[Opening WORKING DATA section]

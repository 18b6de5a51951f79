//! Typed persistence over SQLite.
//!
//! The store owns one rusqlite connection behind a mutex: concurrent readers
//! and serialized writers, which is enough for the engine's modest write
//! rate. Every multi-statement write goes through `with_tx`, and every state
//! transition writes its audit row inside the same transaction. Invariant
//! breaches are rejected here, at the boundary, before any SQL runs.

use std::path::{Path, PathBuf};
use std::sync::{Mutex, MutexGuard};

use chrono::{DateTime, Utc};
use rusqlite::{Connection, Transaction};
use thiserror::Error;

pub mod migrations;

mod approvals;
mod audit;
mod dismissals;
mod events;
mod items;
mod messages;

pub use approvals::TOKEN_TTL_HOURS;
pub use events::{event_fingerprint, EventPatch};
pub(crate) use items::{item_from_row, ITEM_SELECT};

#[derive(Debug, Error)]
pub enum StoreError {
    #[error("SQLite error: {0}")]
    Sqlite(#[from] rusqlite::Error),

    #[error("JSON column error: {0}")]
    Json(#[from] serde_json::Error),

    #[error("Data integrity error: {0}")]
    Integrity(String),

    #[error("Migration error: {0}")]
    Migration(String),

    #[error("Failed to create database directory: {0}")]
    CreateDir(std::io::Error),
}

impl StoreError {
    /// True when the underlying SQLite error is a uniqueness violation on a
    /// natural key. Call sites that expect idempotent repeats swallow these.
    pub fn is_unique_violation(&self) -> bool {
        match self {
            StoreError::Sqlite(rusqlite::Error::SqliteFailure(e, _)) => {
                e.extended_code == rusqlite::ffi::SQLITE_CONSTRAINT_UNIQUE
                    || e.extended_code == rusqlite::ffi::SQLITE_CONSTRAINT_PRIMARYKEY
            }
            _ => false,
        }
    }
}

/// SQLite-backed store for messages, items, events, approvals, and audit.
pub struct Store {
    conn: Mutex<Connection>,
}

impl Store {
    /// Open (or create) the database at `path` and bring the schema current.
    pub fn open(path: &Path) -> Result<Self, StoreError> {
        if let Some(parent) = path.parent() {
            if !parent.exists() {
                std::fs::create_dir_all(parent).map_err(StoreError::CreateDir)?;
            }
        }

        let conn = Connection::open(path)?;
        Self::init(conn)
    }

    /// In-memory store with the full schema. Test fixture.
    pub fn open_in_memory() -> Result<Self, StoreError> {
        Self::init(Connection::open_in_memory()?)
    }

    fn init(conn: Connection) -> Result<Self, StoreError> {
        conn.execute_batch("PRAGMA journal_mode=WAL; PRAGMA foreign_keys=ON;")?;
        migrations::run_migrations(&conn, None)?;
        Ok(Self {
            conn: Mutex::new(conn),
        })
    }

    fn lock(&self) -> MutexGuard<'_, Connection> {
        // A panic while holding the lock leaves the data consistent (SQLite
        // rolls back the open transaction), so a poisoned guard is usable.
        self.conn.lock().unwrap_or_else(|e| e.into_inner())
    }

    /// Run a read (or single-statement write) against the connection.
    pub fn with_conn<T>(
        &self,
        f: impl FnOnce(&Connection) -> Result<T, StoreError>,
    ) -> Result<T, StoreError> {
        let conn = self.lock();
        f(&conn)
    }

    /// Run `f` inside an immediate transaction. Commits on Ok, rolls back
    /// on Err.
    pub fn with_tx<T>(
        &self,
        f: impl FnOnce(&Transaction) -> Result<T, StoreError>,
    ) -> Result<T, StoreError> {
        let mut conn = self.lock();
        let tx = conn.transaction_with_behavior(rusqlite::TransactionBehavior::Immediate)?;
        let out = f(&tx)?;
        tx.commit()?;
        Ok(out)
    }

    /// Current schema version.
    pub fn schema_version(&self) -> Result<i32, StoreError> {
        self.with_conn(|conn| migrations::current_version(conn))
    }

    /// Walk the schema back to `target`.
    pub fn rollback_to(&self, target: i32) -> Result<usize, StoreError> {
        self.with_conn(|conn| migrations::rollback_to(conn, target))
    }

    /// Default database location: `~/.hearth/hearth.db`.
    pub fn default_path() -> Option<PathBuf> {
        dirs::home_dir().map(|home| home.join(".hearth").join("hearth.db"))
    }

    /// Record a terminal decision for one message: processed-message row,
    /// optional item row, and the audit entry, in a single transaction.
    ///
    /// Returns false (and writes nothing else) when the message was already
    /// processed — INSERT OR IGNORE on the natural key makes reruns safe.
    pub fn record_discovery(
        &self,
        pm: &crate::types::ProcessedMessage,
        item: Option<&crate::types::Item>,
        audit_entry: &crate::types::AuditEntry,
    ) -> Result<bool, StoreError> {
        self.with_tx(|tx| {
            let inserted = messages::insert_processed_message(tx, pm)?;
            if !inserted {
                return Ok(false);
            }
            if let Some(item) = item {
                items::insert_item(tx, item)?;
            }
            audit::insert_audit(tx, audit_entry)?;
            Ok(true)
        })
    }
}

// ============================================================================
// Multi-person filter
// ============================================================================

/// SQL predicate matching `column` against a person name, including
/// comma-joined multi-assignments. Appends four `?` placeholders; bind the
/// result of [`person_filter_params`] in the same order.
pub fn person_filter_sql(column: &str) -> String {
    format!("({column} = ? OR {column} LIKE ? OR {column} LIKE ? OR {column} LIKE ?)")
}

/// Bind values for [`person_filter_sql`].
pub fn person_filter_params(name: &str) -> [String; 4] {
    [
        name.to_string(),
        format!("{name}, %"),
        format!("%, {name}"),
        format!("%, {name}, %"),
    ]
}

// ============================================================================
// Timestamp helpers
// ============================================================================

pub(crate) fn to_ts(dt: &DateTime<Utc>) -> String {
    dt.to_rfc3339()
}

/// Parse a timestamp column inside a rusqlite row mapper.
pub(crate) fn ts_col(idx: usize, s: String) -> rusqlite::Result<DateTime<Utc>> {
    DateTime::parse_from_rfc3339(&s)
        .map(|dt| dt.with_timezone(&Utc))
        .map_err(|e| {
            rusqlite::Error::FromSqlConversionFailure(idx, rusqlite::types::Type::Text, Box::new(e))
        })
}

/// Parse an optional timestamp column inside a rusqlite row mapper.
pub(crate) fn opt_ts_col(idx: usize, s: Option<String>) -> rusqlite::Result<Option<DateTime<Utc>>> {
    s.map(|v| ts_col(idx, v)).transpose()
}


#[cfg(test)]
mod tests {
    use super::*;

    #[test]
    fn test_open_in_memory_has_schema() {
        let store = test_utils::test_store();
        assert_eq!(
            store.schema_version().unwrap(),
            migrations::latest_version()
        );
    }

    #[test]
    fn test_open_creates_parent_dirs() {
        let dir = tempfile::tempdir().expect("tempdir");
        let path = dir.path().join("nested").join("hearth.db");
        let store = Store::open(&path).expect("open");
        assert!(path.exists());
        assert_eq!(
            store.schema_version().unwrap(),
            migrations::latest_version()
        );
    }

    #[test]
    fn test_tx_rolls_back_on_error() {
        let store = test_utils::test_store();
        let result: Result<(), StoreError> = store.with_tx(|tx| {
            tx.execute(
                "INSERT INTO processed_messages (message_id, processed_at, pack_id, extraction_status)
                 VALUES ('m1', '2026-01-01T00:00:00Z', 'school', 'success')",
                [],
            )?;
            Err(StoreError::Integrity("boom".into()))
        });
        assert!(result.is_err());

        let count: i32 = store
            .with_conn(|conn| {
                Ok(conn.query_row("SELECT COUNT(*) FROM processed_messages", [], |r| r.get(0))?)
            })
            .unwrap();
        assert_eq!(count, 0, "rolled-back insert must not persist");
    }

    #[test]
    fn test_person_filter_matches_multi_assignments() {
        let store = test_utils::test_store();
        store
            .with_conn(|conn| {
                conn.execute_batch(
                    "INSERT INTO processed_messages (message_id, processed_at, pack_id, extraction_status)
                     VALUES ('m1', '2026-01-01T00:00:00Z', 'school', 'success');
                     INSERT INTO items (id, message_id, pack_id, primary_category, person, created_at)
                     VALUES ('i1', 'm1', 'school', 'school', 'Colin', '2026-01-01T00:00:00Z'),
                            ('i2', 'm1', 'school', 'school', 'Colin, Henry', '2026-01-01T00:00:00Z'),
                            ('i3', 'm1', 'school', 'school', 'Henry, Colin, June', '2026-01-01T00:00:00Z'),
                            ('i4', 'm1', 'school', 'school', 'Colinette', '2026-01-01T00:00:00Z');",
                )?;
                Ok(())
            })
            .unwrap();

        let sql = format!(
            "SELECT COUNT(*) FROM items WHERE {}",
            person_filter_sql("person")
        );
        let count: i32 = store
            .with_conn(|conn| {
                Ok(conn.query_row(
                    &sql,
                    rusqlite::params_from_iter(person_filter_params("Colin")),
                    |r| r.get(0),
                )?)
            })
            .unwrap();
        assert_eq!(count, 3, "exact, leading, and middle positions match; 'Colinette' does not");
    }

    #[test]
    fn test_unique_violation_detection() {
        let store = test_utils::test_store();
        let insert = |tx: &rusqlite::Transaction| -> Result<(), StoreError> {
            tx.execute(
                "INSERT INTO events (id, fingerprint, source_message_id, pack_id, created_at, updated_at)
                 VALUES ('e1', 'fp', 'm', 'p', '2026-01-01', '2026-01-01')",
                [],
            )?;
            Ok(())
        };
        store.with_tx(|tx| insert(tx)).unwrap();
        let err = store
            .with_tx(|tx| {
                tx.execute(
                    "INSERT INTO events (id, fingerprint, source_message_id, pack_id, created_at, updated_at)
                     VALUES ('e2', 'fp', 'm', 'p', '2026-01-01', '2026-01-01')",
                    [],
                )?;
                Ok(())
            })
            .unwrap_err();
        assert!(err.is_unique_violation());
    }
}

[Closing WORKING DATA section]
[Opening WORKING DATA section]

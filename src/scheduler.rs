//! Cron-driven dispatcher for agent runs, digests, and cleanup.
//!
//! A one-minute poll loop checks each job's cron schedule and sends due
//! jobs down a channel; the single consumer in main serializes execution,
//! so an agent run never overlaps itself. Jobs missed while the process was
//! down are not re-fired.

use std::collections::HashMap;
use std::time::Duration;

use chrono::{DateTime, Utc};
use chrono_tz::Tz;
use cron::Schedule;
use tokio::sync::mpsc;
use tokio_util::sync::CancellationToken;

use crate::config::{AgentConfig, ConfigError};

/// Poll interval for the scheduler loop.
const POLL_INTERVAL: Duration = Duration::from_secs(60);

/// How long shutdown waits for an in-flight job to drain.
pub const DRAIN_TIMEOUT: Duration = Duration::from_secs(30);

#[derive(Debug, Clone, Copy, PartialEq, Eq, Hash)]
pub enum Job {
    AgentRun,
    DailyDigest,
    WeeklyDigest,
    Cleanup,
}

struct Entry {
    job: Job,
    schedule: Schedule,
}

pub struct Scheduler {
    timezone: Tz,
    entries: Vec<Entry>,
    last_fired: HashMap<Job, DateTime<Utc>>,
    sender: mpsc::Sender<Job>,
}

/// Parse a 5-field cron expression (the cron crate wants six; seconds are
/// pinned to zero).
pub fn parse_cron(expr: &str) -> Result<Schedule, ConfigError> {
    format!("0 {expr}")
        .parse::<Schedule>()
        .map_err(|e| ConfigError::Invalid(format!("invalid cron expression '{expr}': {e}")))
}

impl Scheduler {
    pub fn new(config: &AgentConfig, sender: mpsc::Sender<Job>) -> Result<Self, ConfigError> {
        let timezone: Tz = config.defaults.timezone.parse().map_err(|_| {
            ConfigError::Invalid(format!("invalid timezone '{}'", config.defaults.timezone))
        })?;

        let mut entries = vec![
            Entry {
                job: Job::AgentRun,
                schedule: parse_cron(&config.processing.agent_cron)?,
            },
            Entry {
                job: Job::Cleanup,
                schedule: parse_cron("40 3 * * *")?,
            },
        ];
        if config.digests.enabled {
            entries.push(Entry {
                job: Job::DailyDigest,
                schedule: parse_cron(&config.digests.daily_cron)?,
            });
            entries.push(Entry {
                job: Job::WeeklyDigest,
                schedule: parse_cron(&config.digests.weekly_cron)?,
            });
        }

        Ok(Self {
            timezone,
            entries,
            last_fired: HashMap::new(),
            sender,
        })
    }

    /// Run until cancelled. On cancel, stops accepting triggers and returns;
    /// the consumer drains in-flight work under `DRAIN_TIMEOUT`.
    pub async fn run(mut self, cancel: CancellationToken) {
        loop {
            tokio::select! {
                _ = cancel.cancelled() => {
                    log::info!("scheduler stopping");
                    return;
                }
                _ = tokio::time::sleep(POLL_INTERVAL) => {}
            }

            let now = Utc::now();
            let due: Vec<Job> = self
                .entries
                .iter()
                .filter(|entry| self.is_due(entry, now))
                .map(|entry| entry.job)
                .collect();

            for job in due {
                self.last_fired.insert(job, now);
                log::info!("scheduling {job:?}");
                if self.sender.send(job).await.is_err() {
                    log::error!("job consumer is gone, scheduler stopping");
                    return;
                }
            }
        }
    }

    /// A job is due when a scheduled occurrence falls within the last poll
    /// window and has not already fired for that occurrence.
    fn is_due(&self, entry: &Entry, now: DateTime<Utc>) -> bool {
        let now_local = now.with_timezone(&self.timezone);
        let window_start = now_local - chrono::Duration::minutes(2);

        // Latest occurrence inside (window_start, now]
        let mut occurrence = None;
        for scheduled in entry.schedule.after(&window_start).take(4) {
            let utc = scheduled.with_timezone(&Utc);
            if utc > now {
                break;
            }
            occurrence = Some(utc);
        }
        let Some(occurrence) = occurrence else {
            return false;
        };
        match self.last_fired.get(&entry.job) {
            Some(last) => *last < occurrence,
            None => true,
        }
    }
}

[Closing WORKING DATA section]

*WHAT YOU HAVE TO DO*. In the records above, how many lines contain the string "loop"? State that number only.

*ANSWER BOX*. 3